» **EXERCISE DETAILS**
Which of the lines in the data mention the string "filename"? List them all.

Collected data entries

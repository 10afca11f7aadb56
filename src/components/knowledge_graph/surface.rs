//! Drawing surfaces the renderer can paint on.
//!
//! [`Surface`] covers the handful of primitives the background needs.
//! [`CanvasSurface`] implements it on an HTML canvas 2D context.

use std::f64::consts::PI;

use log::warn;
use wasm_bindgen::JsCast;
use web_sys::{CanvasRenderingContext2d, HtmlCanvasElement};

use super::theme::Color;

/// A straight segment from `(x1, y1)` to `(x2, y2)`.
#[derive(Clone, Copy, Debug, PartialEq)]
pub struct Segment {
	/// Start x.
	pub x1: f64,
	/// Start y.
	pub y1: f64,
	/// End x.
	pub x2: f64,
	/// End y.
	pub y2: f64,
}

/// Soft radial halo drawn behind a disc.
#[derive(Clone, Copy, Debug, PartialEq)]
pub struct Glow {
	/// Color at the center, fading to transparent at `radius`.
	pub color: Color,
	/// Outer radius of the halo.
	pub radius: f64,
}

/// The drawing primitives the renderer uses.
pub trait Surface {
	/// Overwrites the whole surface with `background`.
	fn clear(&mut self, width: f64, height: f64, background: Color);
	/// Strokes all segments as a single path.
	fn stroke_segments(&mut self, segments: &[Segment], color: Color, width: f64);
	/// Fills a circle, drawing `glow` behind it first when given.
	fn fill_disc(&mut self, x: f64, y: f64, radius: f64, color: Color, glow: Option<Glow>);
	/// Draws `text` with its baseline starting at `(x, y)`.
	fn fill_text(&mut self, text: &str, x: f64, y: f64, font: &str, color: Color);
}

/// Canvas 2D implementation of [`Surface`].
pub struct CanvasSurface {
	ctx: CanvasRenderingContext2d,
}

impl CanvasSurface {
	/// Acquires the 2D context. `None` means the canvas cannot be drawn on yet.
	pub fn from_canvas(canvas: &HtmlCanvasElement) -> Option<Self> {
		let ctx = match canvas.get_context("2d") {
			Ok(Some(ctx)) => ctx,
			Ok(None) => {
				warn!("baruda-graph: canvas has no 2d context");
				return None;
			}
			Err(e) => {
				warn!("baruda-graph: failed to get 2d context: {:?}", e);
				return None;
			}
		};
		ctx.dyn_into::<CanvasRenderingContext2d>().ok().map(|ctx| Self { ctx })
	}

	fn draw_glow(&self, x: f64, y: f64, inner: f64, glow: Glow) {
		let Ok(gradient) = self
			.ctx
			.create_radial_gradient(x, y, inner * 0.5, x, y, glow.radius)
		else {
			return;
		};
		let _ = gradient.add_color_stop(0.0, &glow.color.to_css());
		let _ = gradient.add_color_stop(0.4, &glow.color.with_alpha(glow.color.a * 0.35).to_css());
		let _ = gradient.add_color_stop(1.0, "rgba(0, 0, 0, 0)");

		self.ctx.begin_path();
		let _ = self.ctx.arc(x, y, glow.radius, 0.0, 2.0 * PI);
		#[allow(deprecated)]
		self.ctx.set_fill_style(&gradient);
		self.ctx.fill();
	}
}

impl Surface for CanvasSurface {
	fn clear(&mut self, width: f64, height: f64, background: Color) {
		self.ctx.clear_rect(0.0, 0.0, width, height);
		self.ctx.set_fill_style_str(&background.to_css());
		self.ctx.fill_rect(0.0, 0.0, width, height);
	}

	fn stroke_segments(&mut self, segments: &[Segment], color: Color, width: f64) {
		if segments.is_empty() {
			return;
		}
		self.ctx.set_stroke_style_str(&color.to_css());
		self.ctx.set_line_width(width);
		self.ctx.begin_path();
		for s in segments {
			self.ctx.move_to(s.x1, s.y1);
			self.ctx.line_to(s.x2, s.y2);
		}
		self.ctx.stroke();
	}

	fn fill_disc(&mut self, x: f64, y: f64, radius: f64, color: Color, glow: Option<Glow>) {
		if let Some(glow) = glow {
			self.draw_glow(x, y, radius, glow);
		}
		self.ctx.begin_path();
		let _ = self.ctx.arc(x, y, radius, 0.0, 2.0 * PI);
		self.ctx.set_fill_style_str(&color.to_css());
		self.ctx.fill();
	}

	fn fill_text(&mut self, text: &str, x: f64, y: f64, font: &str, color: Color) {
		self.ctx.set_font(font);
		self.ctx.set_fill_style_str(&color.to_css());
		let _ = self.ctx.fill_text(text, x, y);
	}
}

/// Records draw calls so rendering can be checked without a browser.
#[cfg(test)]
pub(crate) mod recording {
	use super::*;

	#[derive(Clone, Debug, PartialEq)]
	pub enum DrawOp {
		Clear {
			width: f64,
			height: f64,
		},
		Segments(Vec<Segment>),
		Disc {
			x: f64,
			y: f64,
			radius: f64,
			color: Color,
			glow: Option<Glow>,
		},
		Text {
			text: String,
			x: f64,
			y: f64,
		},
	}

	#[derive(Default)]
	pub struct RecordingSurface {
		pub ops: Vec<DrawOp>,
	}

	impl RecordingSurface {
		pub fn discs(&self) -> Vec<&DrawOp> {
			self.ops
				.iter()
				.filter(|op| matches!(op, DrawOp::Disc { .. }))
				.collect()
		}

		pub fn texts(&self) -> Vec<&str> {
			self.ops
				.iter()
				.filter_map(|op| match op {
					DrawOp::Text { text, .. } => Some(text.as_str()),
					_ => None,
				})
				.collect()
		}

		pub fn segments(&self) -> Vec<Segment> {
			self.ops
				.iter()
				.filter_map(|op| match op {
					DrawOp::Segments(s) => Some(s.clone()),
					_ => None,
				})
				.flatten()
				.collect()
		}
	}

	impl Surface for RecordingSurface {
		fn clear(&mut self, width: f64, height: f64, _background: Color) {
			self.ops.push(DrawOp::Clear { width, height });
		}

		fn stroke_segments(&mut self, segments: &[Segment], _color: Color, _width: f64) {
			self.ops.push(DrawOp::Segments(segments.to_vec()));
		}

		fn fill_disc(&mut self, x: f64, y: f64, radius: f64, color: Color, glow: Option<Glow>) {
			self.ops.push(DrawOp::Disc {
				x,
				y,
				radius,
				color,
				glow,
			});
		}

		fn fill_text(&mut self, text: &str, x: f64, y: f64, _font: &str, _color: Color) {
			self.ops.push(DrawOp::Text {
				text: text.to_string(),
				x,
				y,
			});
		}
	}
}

...

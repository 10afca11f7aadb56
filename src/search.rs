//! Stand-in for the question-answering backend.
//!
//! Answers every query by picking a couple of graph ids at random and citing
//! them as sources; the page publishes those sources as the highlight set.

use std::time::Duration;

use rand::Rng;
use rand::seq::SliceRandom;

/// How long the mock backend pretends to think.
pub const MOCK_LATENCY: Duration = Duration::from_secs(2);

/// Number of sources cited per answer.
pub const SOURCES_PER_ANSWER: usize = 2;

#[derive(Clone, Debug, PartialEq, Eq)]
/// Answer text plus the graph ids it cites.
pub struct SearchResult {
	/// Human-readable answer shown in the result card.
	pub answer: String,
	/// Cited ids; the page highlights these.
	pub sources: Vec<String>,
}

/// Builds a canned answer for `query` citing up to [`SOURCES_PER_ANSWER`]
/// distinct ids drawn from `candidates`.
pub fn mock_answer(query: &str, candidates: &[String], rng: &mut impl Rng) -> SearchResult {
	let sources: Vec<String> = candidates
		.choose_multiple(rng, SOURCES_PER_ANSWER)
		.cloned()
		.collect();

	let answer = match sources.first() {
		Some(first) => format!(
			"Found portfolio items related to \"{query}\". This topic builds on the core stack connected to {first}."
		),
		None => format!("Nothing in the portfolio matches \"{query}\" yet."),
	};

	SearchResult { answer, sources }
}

---

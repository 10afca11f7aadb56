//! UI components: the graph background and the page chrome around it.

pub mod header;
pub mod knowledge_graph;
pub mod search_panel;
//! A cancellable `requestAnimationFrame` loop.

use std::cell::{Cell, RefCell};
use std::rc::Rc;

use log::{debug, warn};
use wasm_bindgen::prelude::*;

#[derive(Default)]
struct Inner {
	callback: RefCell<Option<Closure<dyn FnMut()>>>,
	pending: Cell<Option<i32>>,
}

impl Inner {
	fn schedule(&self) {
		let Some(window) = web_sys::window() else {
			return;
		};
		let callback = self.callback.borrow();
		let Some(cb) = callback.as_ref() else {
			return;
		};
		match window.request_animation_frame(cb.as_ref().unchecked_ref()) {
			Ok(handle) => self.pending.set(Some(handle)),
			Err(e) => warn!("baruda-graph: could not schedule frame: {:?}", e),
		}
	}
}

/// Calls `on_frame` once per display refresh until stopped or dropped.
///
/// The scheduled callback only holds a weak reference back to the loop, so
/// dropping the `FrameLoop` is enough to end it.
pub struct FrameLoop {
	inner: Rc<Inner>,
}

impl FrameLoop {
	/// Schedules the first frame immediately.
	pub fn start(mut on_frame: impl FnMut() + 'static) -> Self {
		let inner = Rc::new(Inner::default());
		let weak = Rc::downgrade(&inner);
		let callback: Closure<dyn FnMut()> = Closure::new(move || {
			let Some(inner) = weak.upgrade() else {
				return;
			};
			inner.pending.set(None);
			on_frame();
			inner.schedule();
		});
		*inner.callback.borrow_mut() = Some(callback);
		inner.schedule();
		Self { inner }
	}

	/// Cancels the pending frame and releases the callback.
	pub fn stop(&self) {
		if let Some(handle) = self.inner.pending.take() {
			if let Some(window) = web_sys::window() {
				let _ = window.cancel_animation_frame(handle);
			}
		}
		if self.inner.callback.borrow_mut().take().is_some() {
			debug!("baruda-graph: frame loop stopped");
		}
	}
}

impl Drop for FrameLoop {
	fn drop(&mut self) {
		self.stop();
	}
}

» **SOLUTION TO THIS PROBLEM**
filename src/components/knowledge_graph/surface.rs
filename src/search.rs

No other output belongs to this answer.